With all that force in me to go forward, fear and pain were constant and I was bleeding. Many years of studying, researching but not to pass exam or test, rather understand what was broken, how those pathways should work and what was the hardest to reach - how to help it work again. How to hack unhackable.
Dealing with amazingly complex science on foreign language was excruciating for me. It required an enormous portion of my energy, more hours I had to spend, more books to buy, more lectures to attend… to give more of me.
Biohacking his chemistry, cooking special diets, doing therapies with him, giving love and being just a mother...cleaning my emotions... Day by day for years, together me and him went up and down many times. Many times after reaching fantastic improvements he would just “fall” behind and regress dramatically.
Those moments were the most painful moments you can reach by dealing with something far bigger than you, after being so happy that he has reached next level or two levels up he would fall far behind again, sometimes even further that he was at the beginning. And you don’t know why!
No usage of alcohol, nor happy pills, without a magic wand to help me or make me numb I would just cry and stay in my sadness through the night and with next morning starting all over again.
Without proper sleep, social life, conversation that doesn’t involve conversation about poop and what I found in it, without fun activities that normal adults do, no occupational satisfaction, going shopping for new clothes and shoes just because it’s fun, not going out with my girls….basically I didn’t exist for outside world for a while. I was locked with him deep and far away, searching for the way out.
I have done many things, except one - I have never STOPPED!!!
In 2015 we succeeded, walked out of that place together, out of that dimension in his beautiful mind. Him walking and realizing that he has climbed the highest mountain of his life and me standing behind him breathing in the life through broken windows of my being.
With all things that had happened to us in connection with Autism and in no connection with Autism, just by living far from our families in foreign country, many bumpy roads we traveled, all those emotions that were existing in me, many doubts and uncertainties, I definitely knew that I have to embrace our situation. And I did!
Acceptance didn’t mean I gave up, it meant I have found a peace within myself and within the situation, I was given. I have never actually stopped looking for a miracle, but what I stopped was blaming my life and all the forces in the Universe because “they” gave me that hard assignment.
By having so clear WHY, why I am fighting, why searching for answers, why not giving up, surviving over and over again in that confusing continuum of time in a life full of surprises and riddles I didn’t know how to solve, I was able to get things done.

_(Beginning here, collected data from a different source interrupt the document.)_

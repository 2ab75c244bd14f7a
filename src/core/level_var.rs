//! Shared, atomically updatable level threshold

use super::log_level::Level;
use std::fmt;
use std::sync::atomic::{AtomicU8, Ordering};
use std::sync::Arc;

/// A level cell shared by a logger and every child derived from it.
///
/// Cloning a `LevelVar` yields another handle to the same cell, so a
/// `set` through any handle is observed by all of them.
#[derive(Clone)]
pub struct LevelVar {
    level: Arc<AtomicU8>,
}

impl LevelVar {
    pub fn new(level: Level) -> Self {
        Self {
            level: Arc::new(AtomicU8::new(level as u8)),
        }
    }

    #[inline]
    pub fn get(&self) -> Level {
        Level::from_u8(self.level.load(Ordering::Acquire))
    }

    #[inline]
    pub fn set(&self, level: Level) {
        self.level.store(level as u8, Ordering::Release);
    }

    /// Whether a record at `level` passes this threshold.
    #[inline]
    pub fn allows(&self, level: Level) -> bool {
        level >= self.get()
    }

    /// Whether both handles point at the same cell.
    pub fn shares_cell_with(&self, other: &LevelVar) -> bool {
        Arc::ptr_eq(&self.level, &other.level)
    }
}

impl Default for LevelVar {
    fn default() -> Self {
        Self::new(Level::default())
    }
}

impl fmt::Debug for LevelVar {
    fn fmt(&self, f: &mut fmt::Formatter<'_>) -> fmt::Result {
        f.debug_tuple("LevelVar").field(&self.get()).finish()
    }
}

That’s why, when I hear people saying:
~I tried everything and nothing helped me. Nothing worked.
I smile, and say:
~Me too, until I did it !!!!!
I wrote those words from my personal story to tell you that you can do anything you set your mind to it, by embracing your situation and believing that right answers will come your way if you keep going, keep looking. By waking up every morning and choosing to seek solutions rather than convincing yourself in limitations of your abilities and limitations of your story.
Even when pain seems so unbearable, stop for a while to consolidate yourself, to process those emotions and continue. By being overemotional, or constantly suppressing them we don’t see opportunities that are around us, that’s why we as coaches use specific techniques in coaching to help people process everything that is blurring their vision, calm down and help them find their strength. Once emotions are calm and vision is clear we make strategies and support system that client can succeed.

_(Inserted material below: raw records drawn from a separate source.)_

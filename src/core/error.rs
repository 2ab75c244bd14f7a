//! Error types for the logging core

pub type Result<T> = std::result::Result<T, LoggerError>;

#[derive(Debug, thiserror::Error)]
pub enum LoggerError {
    /// IO error with context
    #[error("IO error while {operation}: {message}")]
    IoOperation {
        operation: String,
        message: String,
        #[source]
        source: std::io::Error,
    },

    /// JSON serialization error
    #[error("JSON error: {0}")]
    JsonError(#[from] serde_json::Error),

    /// Invalid configuration with details
    #[error("Invalid configuration for {component}: {message}")]
    InvalidConfiguration { component: String, message: String },

    /// Environment name that has no logger configuration
    #[error("invalid environment specified '{0}'")]
    InvalidEnvironment(String),

    /// Several handlers failed for the same record
    #[error("{}", join_messages(.0))]
    Joined(Vec<LoggerError>),

    /// Failure reported by a custom handler's sink
    #[error("Writer error: {0}")]
    WriterError(String),
}

fn join_messages(errors: &[LoggerError]) -> String {
    errors
        .iter()
        .map(ToString::to_string)
        .collect::<Vec<_>>()
        .join("\n")
}

impl LoggerError {
    /// Create an IO operation error with context
    pub fn io_operation(
        operation: impl Into<String>,
        message: impl Into<String>,
        source: std::io::Error,
    ) -> Self {
        LoggerError::IoOperation {
            operation: operation.into(),
            message: message.into(),
            source,
        }
    }

    /// Create an invalid configuration error
    pub fn config(component: impl Into<String>, message: impl Into<String>) -> Self {
        LoggerError::InvalidConfiguration {
            component: component.into(),
            message: message.into(),
        }
    }

    /// Join a list of errors, returning `None` for an empty list.
    ///
    /// A single error is returned as-is rather than wrapped.
    pub fn join(mut errors: Vec<LoggerError>) -> Option<Self> {
        match errors.len() {
            0 => None,
            1 => errors.pop(),
            _ => Some(LoggerError::Joined(errors)),
        }
    }

    /// Create a writer error, for handlers that write somewhere other than
    /// an [`Output`](crate::core::Output)
    pub fn writer<S: Into<String>>(msg: S) -> Self {
        LoggerError::WriterError(msg.into())
    }
}

#[cfg(test)]
mod tests {
    use super::*;

    #[test]
    fn test_error_display() {
        let err = LoggerError::config("ConsoleHandler", "invalid time format '%Q'");
        assert_eq!(
            err.to_string(),
            "Invalid configuration for ConsoleHandler: invalid time format '%Q'"
        );

        let err = LoggerError::InvalidEnvironment("qa".to_string());
        assert_eq!(err.to_string(), "invalid environment specified 'qa'");
    }

    #[test]
    fn test_join() {
        assert!(LoggerError::join(Vec::new()).is_none());

        let single = LoggerError::join(vec![LoggerError::writer("a")]).unwrap();
        assert!(matches!(single, LoggerError::WriterError(_)));

        let joined = LoggerError::join(vec![
            LoggerError::config("JsonHandler", "a"),
            LoggerError::writer("b"),
        ])
        .unwrap();
        assert!(matches!(joined, LoggerError::Joined(ref v) if v.len() == 2));
        assert_eq!(
            joined.to_string(),
            "Invalid configuration for JsonHandler: a\nWriter error: b"
        );
    }

    #[test]
    fn test_io_operation_error() {
        let io_err = std::io::Error::new(std::io::ErrorKind::BrokenPipe, "pipe closed");
        let err = LoggerError::io_operation("writing record", "console sink failed", io_err);

        assert!(matches!(err, LoggerError::IoOperation { .. }));
        assert!(err.to_string().contains("writing record"));
        assert!(std::error::Error::source(&err).is_some());
    }
}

"You may not be able to control every situation and its outcome, but you can control your attitude and how you deal with it.”
People with higher Emotional Intelligence level have better results in dealing with troubling situations than people with lover level of EQ. They are more stable, patient, persuasive, systematic….they try more, they search for positive outcomes, they are not rigid in trying new things, give a chance that something else or someone else can be right.
By developing EI you can enjoy more success in your life and handle the situation on one emotionally mature and healthy way.
You can build your Emotional Intelligence through self-exploration and self-awareness, by working with your coach or therapist. Use whatever is available to you and build yourself up and discover for real is it possible to reach “impossible” or not. And remember - “Nothing will work unless you DO!”